Nach dem bitteren 3:3 gegen Leeds United hat Clublegende Mohamed Salah im anschließenden Interview deutliche Kritik an der Clubführung und Trainer Arne Slot geäußert. Der „Egyptian King“ sagte hier unter anderem, er fühle sich nicht wertgeschätzt, hätte kein (!) Verhältnis mehr zu seinem Trainer und deutet dabei sogar einen Abschied im Winter an. Könnte es jetzt also sogar zu einem vorzeitigen Ende des Superstars bei den Reds kommen? (Bild: IMAGO / Xinhua)
Die Galacticos des Nordens
Der unerklärliche Absturz des amtierenden Premier League Meisters FC Liverpool darf wohl zu Recht als eine der größten Überraschungen dieser Saison im europäischen Fußball gezählt werden. Nicht wenige sahen vor der Saison eher einen FC Liverpool, der wenigstens einmal Top-Favorit auf den erneuten Meistertitel in der Premier League war, wenn nicht sogar einer der Mitfavoriten auf den Henkelpott.
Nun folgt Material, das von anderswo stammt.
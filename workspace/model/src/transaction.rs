use chrono::{NaiveDate, NaiveDateTime};
use rust_decimal::Decimal;

/// Represents a single purchase made by a customer.
///
/// Many transactions exist per customer; rows have no identity beyond their
/// position in the source table.
#[derive(Debug, Clone, PartialEq)]
pub struct Transaction {
    customer_id: String,
    order_date: NaiveDateTime,
    purchase_amount: Decimal,
    currency: String,
}

impl Transaction {
    /// Creates a new Transaction.
    pub fn new(
        customer_id: impl Into<String>,
        order_date: NaiveDateTime,
        purchase_amount: Decimal,
        currency: impl Into<String>,
    ) -> Self {
        Self {
            customer_id: customer_id.into(),
            order_date,
            purchase_amount,
            currency: currency.into(),
        }
    }

    /// Creates a new Transaction placed at midnight of the given day.
    pub fn on_day(
        customer_id: impl Into<String>,
        date: NaiveDate,
        purchase_amount: Decimal,
        currency: impl Into<String>,
    ) -> Self {
        Self::new(
            customer_id,
            date.and_time(chrono::NaiveTime::MIN),
            purchase_amount,
            currency,
        )
    }

    /// Gets the id of the customer who placed the order.
    pub fn customer_id(&self) -> &str {
        &self.customer_id
    }

    /// Gets the timestamp of the order.
    pub fn order_date(&self) -> NaiveDateTime {
        self.order_date
    }

    /// Gets the calendar day of the order; date filters compare on this.
    pub fn date(&self) -> NaiveDate {
        self.order_date.date()
    }

    /// Gets the amount paid.
    pub fn purchase_amount(&self) -> Decimal {
        self.purchase_amount
    }

    /// Gets the ISO currency code of the amount.
    pub fn currency(&self) -> &str {
        &self.currency
    }
}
Zu glanzvoll sahen die Neuzugänge aus, bei denen die Reds sämtliche wirtschaftlichen Rekorde brachen und in einem Sommer u.a. Florian Wirtz (125 Millionen), Jeremie Frimpong (40 Millionen), Milos Kerkez (45 MIllionen), Hugo Ekitike (95 Millionen) und Alexander Isak (145 Millionen) an die Mercyside holten.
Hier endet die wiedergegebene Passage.